Planning & TicketsMachu Picchu Tickets Guide
How the official timed-entry ticket works, where to buy it, what sells out first, and how to match the right ticket to the route and view you came for.
Photo: Ed Wingate / Unsplash
- ✓One ticket = one date, one circuit, one numbered route, one entry window. There is no general admission.
- ✓Buy from the official Ministry of Culture portal or a licensed agency — not an anonymous reseller.
- ✓Peak climbs (Huayna Picchu, Machu Picchu Mountain) are separate add-on tickets and the first to sell out.
- ✓Bring the exact passport you booked with; name and number are checked at the gate.
At a glance
Before the detail, the short version — the facts that decide how, when and what you book. Treat anything that can change (price, exact capacity, release dates) as something to verify on the official site the week you book.
- What it is: a timed-entry ticket tied to a circuit, a numbered route and an entry window.
- Where to buy: Peru's Ministry of Culture portal, or a licensed agency / trek operator.

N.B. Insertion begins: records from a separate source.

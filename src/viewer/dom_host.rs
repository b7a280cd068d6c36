//! Grid host backed by the DOM.
//!
//! Rows are the direct children of the grid element with `role="row"`
//! (the generated header excluded). Cells are the elements inside a row
//! carrying one of the cell roles. A cell is occupied when it has child
//! elements.

use js_sys::Reflect;
use wasm_bindgen::prelude::*;
use wasm_bindgen::JsCast;
use web_sys::{Element, HtmlElement, Node, NodeList, ScrollIntoViewOptions, ScrollLogicalPosition};

use crate::error::{GridFocusError, Result};
use crate::grid::DataGridRow;
use crate::host::GridHost;
use crate::layout::{RowGeometry, Viewport};
use crate::nav::GridSnapshot;

const ROW_SELECTOR: &str = r#":scope > [role="row"]:not([data-generated-header])"#;
const CELL_SELECTOR: &str =
    r#"[role="cell"], [role="gridcell"], [role="columnheader"], [role="rowheader"]"#;
const HEADER_MARKER: &str = "data-generated-header";

fn scroll_top_f64(element: &HtmlElement) -> f64 {
    Reflect::get(element.as_ref(), &JsValue::from_str("scrollTop"))
        .ok()
        .and_then(|value| value.as_f64())
        .unwrap_or_else(|| f64::from(element.scroll_top()))
}

fn query_all(root: &Element, selector: &str) -> Option<NodeList> {
    root.query_selector_all(selector).ok()
}

fn html_item(list: &NodeList, index: usize) -> Option<HtmlElement> {
    let index = u32::try_from(index).ok()?;
    list.item(index)?.dyn_into::<HtmlElement>().ok()
}

fn list_len(list: &NodeList) -> usize {
    usize::try_from(list.length()).unwrap_or(0)
}

pub(crate) struct DomHost {
    element: HtmlElement,
    header: Option<HtmlElement>,
    update_requested: bool,
}

impl DomHost {
    pub(crate) fn new(element: HtmlElement) -> Self {
        Self {
            element,
            header: None,
            update_requested: false,
        }
    }

    pub(crate) fn element(&self) -> &HtmlElement {
        &self.element
    }

    pub(crate) fn take_update_request(&mut self) -> bool {
        std::mem::take(&mut self.update_requested)
    }

    fn rows(&self) -> Option<NodeList> {
        query_all(&self.element, ROW_SELECTOR)
    }

    fn row(&self, row: usize) -> Option<HtmlElement> {
        html_item(&self.rows()?, row)
    }

    fn cells(&self, row: usize) -> Option<NodeList> {
        query_all(&self.row(row)?, CELL_SELECTOR)
    }

    fn cell(&self, row: usize, column: usize) -> Option<HtmlElement> {
        html_item(&self.cells(row)?, column)
    }

    /// Whether `node` is the grid element or lies inside it.
    pub(crate) fn contains(&self, node: Option<&Node>) -> bool {
        node.is_some() && self.element.contains(node)
    }

    /// Row and column of the cell containing `node`.
    pub(crate) fn locate(&self, node: &Node) -> Option<(usize, usize)> {
        let rows = self.rows()?;
        let row = (0..list_len(&rows))
            .find(|&i| html_item(&rows, i).is_some_and(|r| r.contains(Some(node))))?;
        let cells = self.cells(row)?;
        let column = (0..list_len(&cells))
            .find(|&i| html_item(&cells, i).is_some_and(|c| c.contains(Some(node))))?;
        Some((row, column))
    }

    fn create_header(&self, header: &DataGridRow) -> Result<HtmlElement> {
        let document = self
            .element
            .owner_document()
            .ok_or_else(|| GridFocusError::Dom("grid element has no document".into()))?;
        let dom_err = |e: JsValue| GridFocusError::Dom(format!("{e:?}"));

        let row = document
            .create_element("div")
            .map_err(dom_err)?
            .dyn_into::<HtmlElement>()
            .map_err(|_| GridFocusError::Dom("header row is not an HTML element".into()))?;
        row.set_attribute("role", "row").map_err(dom_err)?;
        row.set_attribute(HEADER_MARKER, "").map_err(dom_err)?;
        if let Some(class) = header.row_type.css_class() {
            row.set_class_name(class);
        }
        if !header.grid_template_columns.is_empty() {
            row.style()
                .set_property("grid-template-columns", &header.grid_template_columns)
                .map_err(dom_err)?;
        }

        for (index, column) in header.column_definitions.iter().flatten().enumerate() {
            let cell = document
                .create_element("div")
                .map_err(dom_err)?
                .dyn_into::<HtmlElement>()
                .map_err(|_| GridFocusError::Dom("header cell is not an HTML element".into()))?;
            cell.set_attribute("role", "columnheader").map_err(dom_err)?;
            cell.set_attribute("aria-colindex", &(index + 1).to_string())
                .map_err(dom_err)?;
            let grid_column = column
                .grid_column
                .clone()
                .unwrap_or_else(|| (index + 1).to_string());
            cell.style()
                .set_property("grid-column", &grid_column)
                .map_err(dom_err)?;
            cell.set_text_content(Some(column.header_text()));
            row.append_child(&cell).map_err(dom_err)?;
        }
        Ok(row)
    }
}

impl GridSnapshot for DomHost {
    fn row_count(&self) -> usize {
        self.rows().map_or(0, |rows| list_len(&rows))
    }

    fn cell_count(&self, row: usize) -> usize {
        self.cells(row).map_or(0, |cells| list_len(&cells))
    }

    fn is_occupied(&self, row: usize, column: usize) -> bool {
        self.cell(row, column)
            .is_some_and(|cell| cell.child_element_count() > 0)
    }

    fn row_geometry(&self, row: usize) -> Option<RowGeometry> {
        let row = self.row(row)?;
        Some(RowGeometry::new(
            f64::from(row.offset_top()),
            f64::from(row.offset_height()),
        ))
    }

    fn viewport(&self) -> Viewport {
        Viewport::new(
            scroll_top_f64(&self.element),
            f64::from(self.element.client_height()),
            f64::from(self.element.scroll_height()),
        )
    }
}

impl GridHost for DomHost {
    fn set_scroll_top(&mut self, offset: f64) {
        let _ = Reflect::set(
            self.element.as_ref(),
            &JsValue::from_str("scrollTop"),
            &JsValue::from_f64(offset),
        );
    }

    fn focus_cell(&mut self, row: usize, column: usize) {
        if let Some(cell) = self.cell(row, column) {
            let _ = cell.focus();
        }
    }

    fn scroll_cell_into_view(&mut self, row: usize, column: usize) {
        if let Some(cell) = self.cell(row, column) {
            let options = ScrollIntoViewOptions::new();
            options.set_block(ScrollLogicalPosition::Center);
            options.set_inline(ScrollLogicalPosition::Center);
            cell.scroll_into_view_with_scroll_into_view_options(&options);
        }
    }

    fn contains_focus(&self) -> bool {
        let active = self
            .element
            .owner_document()
            .and_then(|document| document.active_element());
        active.is_some_and(|active| {
            let node: &Node = active.as_ref();
            self.contains(Some(node))
        })
    }

    fn set_tab_index(&mut self, index: i32) {
        self.element.set_tab_index(index);
    }

    fn install_header(&mut self, header: &DataGridRow) {
        match self.create_header(header) {
            Ok(row) => {
                let first = self.element.first_child();
                if self.element.insert_before(&row, first.as_ref()).is_ok() {
                    self.header = Some(row);
                }
            }
            Err(e) => tracing::warn!(error = %e, "could not create generated header"),
        }
    }

    fn remove_header(&mut self) {
        if let Some(header) = self.header.take() {
            header.remove();
        }
    }

    fn header_height(&self) -> Option<f64> {
        self.header
            .as_ref()
            .map(|header| f64::from(header.client_height()))
    }

    fn apply_row_layout(&mut self, row: usize, layout: &DataGridRow) {
        let Some(element) = self.row(row) else {
            return;
        };
        let _ = element.set_attribute("aria-rowindex", &(layout.row_index + 1).to_string());
        if !layout.grid_template_columns.is_empty() {
            let _ = element
                .style()
                .set_property("grid-template-columns", &layout.grid_template_columns);
        }
    }

    fn request_update(&mut self) {
        self.update_requested = true;
    }
}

- Circuits: three (panoramic, classic, royal) split into ten numbered routes.
- Add-ons: Huayna Picchu and Machu Picchu Mountain — separate permits, sell out earliest.
- ID: the passport used to book is checked at the gate; carry the original.
- Sells out first: dry-season (May–September) morning slots, weeks ahead. Prices/capacities: verify on the official site.
What a Machu Picchu ticket actually is
It helps to picture the ticket as four things bundled into one. It names a date. It names a circuit — one of three official walking loops through the citadel. It names a route — one of ten numbered paths within those circuits. And it gives you an entry window, a slot of time during which you must pass through the gate. Once you're inside, you follow your route in one direction; the paths are largely one-way and you can't loop back for a second pass.
That design is why the ticket is so consequential. It isn't a token that simply lets you in — it scripts your visit. Choose the panoramic circuit and you'll stand at the classic overlook but won't wander the temples below; choose a lower royal route and you'll meet the Temple of the Sun up close but skip the high terrace view. The ticket is the experience, not just the entry.
Where to buy — and where not to
The genuine ticket comes from Peru's Ministry of Culture, sold through their official online portal. A licensed Cusco agency or your trek operator can also issue a real timed-entry ticket in your name, which is convenient if you're bundling trains and guides. Both routes give you the same valid ticket; the difference is whether you pay a service fee for someone else to do the clicking.
What you want to steer clear of is the anonymous reseller — the search-result site with no licence, charging a premium for a ticket it simply buys from the official portal. At best you overpay; at worst you receive the wrong circuit, a placeholder, or nothing at all. If a third party books for you, ask them to confirm the date, circuit, route and entry time in writing before you hand over money.
Ticket types and the add-on peaks
Beyond the standard citadel ticket, the choices that matter most are the two add-on climbs. Huayna Picchu is the steep, iconic peak that rises behind the city in every photograph; the climb is short but exposed, with a capped daily quota. Machu Picchu Mountain is the taller, longer, less vertiginous climb on the opposite side, with sweeping views back over the whole site. Both are sold as add-ons attached to specific circuits, and both are the first tickets to vanish — often long before the standard slots.
There are also concessionary tickets (for example for students or for Peruvian and Andean Community nationals) with their own conditions and ID requirements. If you qualify, check exactly what proof you'll need to show at the gate, because the discount is void without it.
- Standard citadel ticket — circuit + route + time window, no peak climb.
- Citadel + Huayna Picchu — adds the steep iconic peak; small daily quota; books out earliest.
- Citadel + Machu Picchu Mountain — adds the longer, higher climb with panoramic views.
- Concessionary tickets — student / national rates exist; carry the required ID or lose the discount.
When tickets sell out
The crunch is seasonal and time-of-day specific. Dry-season mornings — broadly May through September, peaking in June and July — sell out first because that's when skies are clearest and tour groups densest. Within a day, the early-morning windows go before the afternoon ones. So the further into the dry season you travel, and the earlier the entry you want, the further ahead you should book.
Wet-season visits (roughly October to April) are an entirely different game: greener, quieter, often available closer to your travel dates, with the trade-off of cloud and rain. If your heart is set on a June sunrise with Huayna Picchu, plan months out. If you're flexible, you can sometimes book a quiet shoulder-season slot with comparatively little notice.
Match the ticket to your trip
Once you know which slot you hold, everything else falls into place around it. Your train into Aguas Calientes is chosen to land you before your entry window; the bus up the switchbacks is timed to the same; and if you're trekking the Inca Trail or Salkantay, your guided arrival is already keyed to a specific circuit. The ticket is the fixed point — name, date, circuit and time — and the logistics are the orbit.
One last, unglamorous detail that catches people out: the passport you book with is the passport you must present. Same name, same number. If your passport renews between booking and travelling, sort that out in advance, because the gate check is real.